Tuesday, June 14, 2005

How an IP Tunnel Interface Dynamically Adjusts its Link MTU

With the launch of OpenSolaris comes the opportunity to discuss the implementation details behind existing Solaris features. I'd like to share some of the details behind one of my contributions to Solaris 10; the implementation of dynamic MTU calculation for IP tunnel interfaces.

Solaris 8 was the first version of Solaris that implemented the IP in IP tunneling mechanism described in RFC1853. It did not, however, implement the "Tunnel MTU Discovery" section of this RFC. Tunneling over IPv6 (RFC2473) was implemented very early in Solaris 10 (and backported to Solaris 9 in Update 1) along with a Tunnel MTU Discovery mechanism that worked for IPv6 tunnel interfaces only.  Some mechanism was needed that worked for both IPv4 and IPv6 tunnels, and that was visible to the administrator. One drawback to the IPv6 tunnel implementation of Tunnel MTU Discovery for IPv6 tunnels was that there was no observability into the Tunnel MTU (ifconfig's output always showed some static MTU value that was unrelated to the actual tunnel interface's MTU).
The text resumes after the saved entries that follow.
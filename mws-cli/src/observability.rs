//! Logging set-up for the `mws` binary.
//!
//! Library code only emits `tracing` events; this module installs the
//! subscriber that renders them. Logs go to stderr so record output on
//! stdout stays pipeable.

use std::io;

use tracing_subscriber::{
    EnvFilter,
    fmt::{self, format::FmtSpan},
    layer::SubscriberExt,
    util::SubscriberInitExt,
};

/// Filter used when `RUST_LOG` is unset.
pub const DEFAULT_FILTER: &str = "info";

/// Log format configuration.
#[derive(Debug, Clone, Copy, Default, PartialEq, Eq)]
pub enum LogFormat {
    /// Human-readable pretty format for interactive use.
    #[default]
    Pretty,
    /// JSON format for log aggregation.
    Json,
}

impl LogFormat {
    /// Determines log format from the `LOG_FORMAT` environment variable.
    #[must_use]
    pub fn from_env() -> Self {
        Self::from_value(std::env::var("LOG_FORMAT").ok().as_deref())
    }

    /// `json` (any case) selects JSON; anything else, or nothing, is pretty.
    #[must_use]
    pub fn from_value(value: Option<&str>) -> Self {
        match value {
            Some(v) if v.eq_ignore_ascii_case("json") => Self::Json,
            _ => Self::Pretty,
        }
    }
}

/// Installs the global subscriber.
///
/// `RUST_LOG` wins over `fallback`; `fallback` wins over [`DEFAULT_FILTER`].
///
/// # Environment Variables
///
/// - `LOG_FORMAT`: `json` or `pretty` (default: `pretty`)
/// - `RUST_LOG`: log level filter
pub fn init_observability(format: LogFormat, fallback: Option<&str>) {
    let filter = EnvFilter::try_from_default_env()
        .unwrap_or_else(|_| EnvFilter::new(fallback.unwrap_or(DEFAULT_FILTER)));

    let subscriber = tracing_subscriber::registry().with(filter);

    match format {
        LogFormat::Pretty => {
            subscriber
                .with(
                    fmt::layer()
                        .with_target(true)
                        .with_thread_ids(false)
                        .with_thread_names(false)
                        .with_writer(io::stderr),
                )
                .init();
        }
        LogFormat::Json => {
            subscriber
                .with(
                    fmt::layer()
                        .json()
                        .with_current_span(true)
                        .with_span_list(true)
                        .with_target(true)
                        .with_span_events(FmtSpan::CLOSE)
                        .with_writer(io::stderr),
                )
                .init();
        }
    }
}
This work became more important when customers (internal and external to Sun) started using Solaris' IPsec tunneling to implement VPN solutions.  Without proper Tunnel MTU Discovery, things like TCP MSS calculations can take longer to converge to usable values and protocols that don't have any insight into Path MTU (UDP for example) yield unecessary amounts of IP fragmentation. For more on the benefits of Tunnel MTU Discovery, see the two aformentioned RFC's on IP tunneling.
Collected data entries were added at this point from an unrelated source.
//! HMAC computation over the canonical request string.

use base64::{Engine as _, engine::general_purpose::STANDARD};
use hmac::{Hmac, Mac};
use sha1::Sha1;
use sha2::Sha256;
use tracing::{debug, instrument};

use super::{Parameters, SignatureMethod, encode_path};
use crate::error::{MwsError, Result};

/// Builds the string that gets signed.
///
/// `METHOD \n host \n encoded-path \n canonical-query`. The host is
/// lowercased; an empty path is rendered as `/`.
///
/// # Examples
///
/// ```
/// use mws_client::signing::{Parameters, string_to_sign};
///
/// let params = Parameters::new().with("b", "2").with("a", "1 1");
/// assert_eq!(
///     string_to_sign(&params, "MWS.example.com", "", "POST"),
///     "POST\nmws.example.com\n/\na=1%201&b=2"
/// );
/// ```
#[must_use]
pub fn string_to_sign(params: &Parameters, host: &str, path: &str, method: &str) -> String {
    format!(
        "{}\n{}\n{}\n{}",
        method.to_uppercase(),
        host.to_lowercase(),
        encode_path(path),
        params.canonical_query()
    )
}

/// Computes the base64 request signature.
///
/// A `Signature` entry in `params` is ignored, so a map that was signed
/// before can be signed again without removing it first.
///
/// # Errors
///
/// Returns [`MwsError::InvalidInput`] if the secret key is empty.
///
/// # Examples
///
/// ```
/// use mws_client::signing::{Parameters, SignatureMethod, sign};
///
/// let params = Parameters::new().with("Action", "ListOrders").with("SellerId", "A1");
/// let a = sign(&params, "secret", "mws.amazonservices.com", "/Orders/2013-09-01", "POST",
///              SignatureMethod::HmacSha256).unwrap();
/// let b = sign(&params, "secret", "mws.amazonservices.com", "/Orders/2013-09-01", "POST",
///              SignatureMethod::HmacSha256).unwrap();
/// assert_eq!(a, b);
/// ```
#[instrument(skip(params, secret_key), fields(param_count = params.len(), algorithm = %algorithm))]
pub fn sign(
    params: &Parameters,
    secret_key: &str,
    host: &str,
    path: &str,
    method: &str,
    algorithm: SignatureMethod,
) -> Result<String> {
    if secret_key.is_empty() {
        return Err(MwsError::InvalidInput("secret key must not be empty".to_owned()));
    }

    let data = if params.contains(super::SIGNATURE_PARAM) {
        let mut unsigned = params.clone();
        unsigned.remove(super::SIGNATURE_PARAM);
        string_to_sign(&unsigned, host, path, method)
    } else {
        string_to_sign(params, host, path, method)
    };
    debug!(host, path, method, "computing request signature");

    let digest = match algorithm {
        SignatureMethod::HmacSha1 => {
            let mut mac = Hmac::<Sha1>::new_from_slice(secret_key.as_bytes())
                .map_err(|e| MwsError::InvalidInput(format!("invalid HMAC key: {e}")))?;
            mac.update(data.as_bytes());
            mac.finalize().into_bytes().to_vec()
        }
        SignatureMethod::HmacSha256 => {
            let mut mac = Hmac::<Sha256>::new_from_slice(secret_key.as_bytes())
                .map_err(|e| MwsError::InvalidInput(format!("invalid HMAC key: {e}")))?;
            mac.update(data.as_bytes());
            mac.finalize().into_bytes().to_vec()
        }
    };

    Ok(STANDARD.encode(digest))
}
Without going into too much detail about the inner workings of the ip and tun modules or every line of code that was changed to implement this feature, I'd like to focus on two aspects of the implementation. The first is the mechanism used by the tun module to obtain path MTU information about the tunnel destination from ip, and the second is the mechanism by which the ip interface's MTU is dynamically changed when the tun module detects a change in the tunnel's link MTU.

IRE_DB_REQ_TYPE

In order for the tun module to be able to calculate a useful tunnel MTU, it needs to know the Path MTU of the tunnel destination. The tunnel destination is the IP node we'll send encapsulated packets to when sending them through the tunnel interface. In ifconfig output, it is the "tunnel dst":

# ifconfig ip.tun0
ip.tun0: flags=10008d1<UP,POINTOPOINT,RUNNING,NOARP,MULTICAST,IPv4> mtu 1480 index 4
        inet tunnel src 11.0.0.1 tunnel dst 11.0.0.2
        tunnel hop limit 60
        inet 10.0.0.1 --> 10.0.0.2 netmask ff000000

In the above example, IP packets forwarded into ip.tun0 are encapsulated into an outer IP header with a source of 11.0.0.1 and a destination of 11.0.0.2. 11.0.0.2 is the "tunnel destination".

The Path MTU to the destination is the size of the largest IP packet that can be sent to the destination without being fragmented nor resulting in an ICMP fragmentation needed message. The tunnel MTU of a given tunnel is the Path MTU of the tunnel destination plus any tunneling overhead (encapsulating IP header and perhaps IPsec headers if IPsec tunneling is being used).

The ip module keeps this Path MTU information in a per-destination cache (aka IRE cache) table. The protocol used to keep track of this Path MTU information is described in RFC1191.  The ip module provides a number of methods of accessing this per-destination cache. One of them is the ire_ctable_lookup() functional interface, but because tun and ip are separate STREAMS module and this functional interface was previously only safe to use within the ip module's STREAMS perimeter[1], tun could not use this functional interface.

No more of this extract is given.